Block 3: what changed
The third block is the comparison block, and it’s why last week’s figures are stored. Python compares this week to last: more or fewer mentions overall, the average up or down by how much, and which source moved the most. “Review mentions up 40% this week, mostly positive; comment mood down slightly, driven by one post.” This block turns a single snapshot into a direction. A flat average can hide a source quietly climbing while another slips; the per-source deltas surface that.
This is the block that makes the pulse worth reading every week rather than once. The trend number alone can sit in the same place for a month while the underlying mix shifts; “what changed” is where that shift shows up. And like the other two blocks, it’s pure arithmetic — subtract last week’s stored summary from this week’s computed one.
The one model call, and the send
At the top of the email sits one plain-English sentence: “A solid week — mood ticked up, your delivery fixes are showing in the reviews, and the one rough comment was an isolated billing question.” That sentence is the only place the pulse uses a model. The reporter hands the three assembled blocks to a single Bedrock Haiku 4.5 call and asks for one honest summary line — no spin, no padding, just what the numbers say in words. It’s the cheap path doing a small writing job, and it never invents a figure, because the figures are already fixed by the blocks above it.
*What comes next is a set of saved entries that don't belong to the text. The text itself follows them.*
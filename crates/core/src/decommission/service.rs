use {
    super::{
        workflow::{Exit, Workflow},
        ConflictError,
        Controller,
        DecommissionAttribute,
        DecommissionMetadata,
        DecommissionStatus,
        Error,
        Result,
    },
    crate::{
        awareness::AttributeCatalog,
        cluster::{NodeId, StateUpdater},
        coordination::{Coordination, VOTING_CONFIG_EXCLUSION_TIMEOUT},
        membership::Membership,
    },
    futures::StreamExt,
    std::{pin::pin, sync::Arc, time::Duration},
    tap::Pipe as _,
    tokio::sync::{oneshot, watch, Mutex, OwnedMutexGuard},
    tracing::Instrument as _,
};

/// Default timeout of the removal of decommissioned nodes.
pub const DRAIN_TIMEOUT: Duration = Duration::from_secs(30);

#[derive(Clone, Debug)]
pub struct Config {
    /// Timeout of the removal of decommissioned nodes.
    pub drain_timeout: Duration,

    /// Timeout of the voting configuration exclusion.
    pub voting_exclusion_timeout: Duration,
}

impl Default for Config {
    fn default() -> Self {
        Self {
            drain_timeout: DRAIN_TIMEOUT,
            voting_exclusion_timeout: VOTING_CONFIG_EXCLUSION_TIMEOUT,
        }
    }
}

/// Entry point of awareness attribute decommissioning on a node.
///
/// Only one decommission workflow runs at a time. Requests for another
/// attribute are rejected with [`ConflictError::InFlight`], or with
/// [`ConflictError::Busy`] if they race with the admission of a request.
/// Resubmissions of the running attribute share the acknowledgement of the
/// request that started the workflow.
#[derive(Clone)]
pub struct Service<S, C, M>
where
    S: StateUpdater,
    C: Coordination,
    M: Membership,
{
    inner: Arc<Inner<S, C, M>>,
}

struct Inner<S, C, M>
where
    S: StateUpdater,
    C: Coordination,
    M: Membership,
{
    local_node: NodeId,
    catalog: AttributeCatalog,
    controller: Controller<S, C, M>,
    config: Config,
    lock: Arc<Mutex<()>>,

    /// Workflow running on this node, if any.
    active: Arc<watch::Sender<Option<Running>>>,
}

#[derive(Clone, Debug)]
struct Running {
    attribute: DecommissionAttribute,
    ack: Ack,
}

#[derive(Clone, Copy, Debug, PartialEq, Eq)]
enum Ack {
    Pending,
    Accepted,
    Rejected,
}

/// Answers the request that started a workflow.
///
/// Holds the admission lock until the answer is sent.
pub(super) struct Responder {
    tx: oneshot::Sender<Result<()>>,
    active: Arc<watch::Sender<Option<Running>>>,
    _admission: OwnedMutexGuard<()>,
}

impl Responder {
    pub(super) fn send(self, result: Result<()>) {
        let ack = if result.is_ok() {
            Ack::Accepted
        } else {
            Ack::Rejected
        };

        self.active.send_modify(|running| {
            if let Some(running) = running {
                running.ack = ack;
            }
        });

        let _ = self.tx.send(result);
    }
}

impl<S, C, M> Service<S, C, M>
where
    S: StateUpdater,
    C: Coordination,
    M: Membership,
{
    pub fn new(
        local_node: NodeId,
        catalog: AttributeCatalog,
        controller: Controller<S, C, M>,
        config: Config,
    ) -> Self {
        Self {
            inner: Arc::new(Inner {
                local_node,
                catalog,
                controller,
                config,
                lock: Arc::new(Mutex::new(())),
                active: Arc::new(watch::channel(None).0),
            }),
        }
    }

    pub fn local_node(&self) -> &NodeId {
        &self.inner.local_node
    }

    /// Starts decommissioning the nodes having the attribute.
    ///
    /// Returns once the nodes are excluded from the voting configuration and
    /// the local node is confirmed to still be the cluster manager. The nodes
    /// are then drained in the background.
    ///
    /// The decommission is registered and driven by a spawned task, so
    /// dropping the returned future doesn't abandon it.
    pub async fn start_decommission(&self, attribute: DecommissionAttribute) -> Result<()> {
        self.require_cluster_manager()?;
        attribute.validate(&self.inner.catalog.snapshot())?;

        if self.is_running(&attribute)? {
            return self.follow(&attribute).await;
        }

        let Ok(admission) = self.inner.lock.clone().try_lock_owned() else {
            tracing::warn!(%attribute, "rejecting concurrent decommission request");
            return Err(ConflictError::Busy.into());
        };

        // The running workflow may have released the lock after acknowledging.
        if self.is_running(&attribute)? {
            drop(admission);
            return self.follow(&attribute).await;
        }

        let (tx, rx) = oneshot::channel();
        let responder = Responder {
            tx,
            active: self.inner.active.clone(),
            _admission: admission,
        };

        self.inner.active.send_replace(Some(Running {
            attribute: attribute.clone(),
            ack: Ack::Pending,
        }));

        let inner = self.inner.clone();
        let span = tracing::info_span!("decommission", %attribute, local_node = %inner.local_node);

        async move {
            match inner.controller.register(attribute.clone()).await {
                Ok(()) => {
                    metrics::counter!("zonal_decommission_started").increment(1);

                    let workflow = Workflow::new(
                        attribute,
                        inner.local_node.clone(),
                        inner.controller.clone(),
                        inner.config.clone(),
                        inner.lock.clone(),
                        responder,
                    );

                    match workflow.run().await {
                        Exit::Finished(status) => tracing::info!(%status, "workflow finished"),
                        Exit::HandedOver => tracing::info!("workflow handed over"),
                    }
                }
                Err(err) => {
                    tracing::warn!(%err, "failed to register the decommission");
                    responder.send(Err(err));
                }
            }

            inner.active.send_replace(None);
        }
        .instrument(span)
        .pipe(tokio::spawn);

        rx.await.map_err(|_| Error::Interrupted)?
    }

    /// Whether a workflow of the attribute is running on this node. Fails if
    /// a workflow of another attribute is.
    fn is_running(&self, attribute: &DecommissionAttribute) -> Result<bool> {
        match self.inner.active.borrow().as_ref() {
            Some(running) if &running.attribute == attribute => Ok(true),
            Some(running) => Err(ConflictError::InFlight(running.attribute.clone()).into()),
            None => Ok(false),
        }
    }

    /// Waits for the running workflow of the attribute to answer the request
    /// that started it, and answers the same.
    async fn follow(&self, attribute: &DecommissionAttribute) -> Result<()> {
        let mut active = self.inner.active.subscribe();

        let ack = active
            .wait_for(|running| {
                !matches!(running, Some(r) if &r.attribute == attribute && r.ack == Ack::Pending)
            })
            .await
            .map_err(|_| Error::Closed)?
            .as_ref()
            .filter(|running| &running.attribute == attribute)
            .map(|running| running.ack);

        if ack == Some(Ack::Accepted) {
            tracing::info!(%attribute, "decommission is already running");
            return Ok(());
        }

        self.require_cluster_manager()?;
        Err(Error::Interrupted)
    }

    /// Current decommission record, if any.
    pub fn get_decommission_state(&self) -> Option<DecommissionMetadata> {
        self.inner
            .controller
            .state()
            .metadata()
            .custom::<DecommissionMetadata>()
            .cloned()
    }

    /// Deletes the decommission record, allowing the attribute to be
    /// decommissioned again.
    pub async fn clear_decommission_status(&self) -> Result<()> {
        self.require_cluster_manager()?;
        self.inner.controller.delete_metadata().await
    }

    /// Waits for the decommission to reach a terminal status and for the
    /// local workflow to exit.
    pub async fn wait_for_terminal(&self, timeout: Duration) -> Result<DecommissionStatus> {
        let mut updates = pin!(self.inner.controller.updates());
        let mut active = self.inner.active.subscribe();

        let wait = async {
            let status = loop {
                match self.get_decommission_state() {
                    Some(metadata) if metadata.status().is_terminal() => break metadata.status(),
                    _ => {}
                }

                if updates.next().await.is_none() {
                    return Err(Error::Closed);
                }
            };

            active
                .wait_for(|active| active.is_none())
                .await
                .map_err(|_| Error::Closed)?;

            Ok(status)
        };

        tokio::time::timeout(timeout, wait)
            .await
            .map_err(|_| Error::Timeout)?
    }

    fn require_cluster_manager(&self) -> Result<()> {
        let state = self.inner.controller.state();
        let nodes = state.nodes();

        if nodes.is_manager(&self.inner.local_node) {
            return Ok(());
        }

        Err(Error::NotClusterManager {
            node: self.inner.local_node.clone(),
            manager: nodes.manager_id().cloned(),
        })
    }
}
Then the layout is assembled and SES sends it to the configured recipients. EventBridge Scheduler fires the whole run every Monday morning. Crucially, the pulse goes out even on a dead-quiet week with no alerts and no drama — because “nothing happened” is itself a thing an owner wants confirmed, not a silence they have to wonder about. This week’s figures are written to the summary store, and next Monday the cycle compares against them.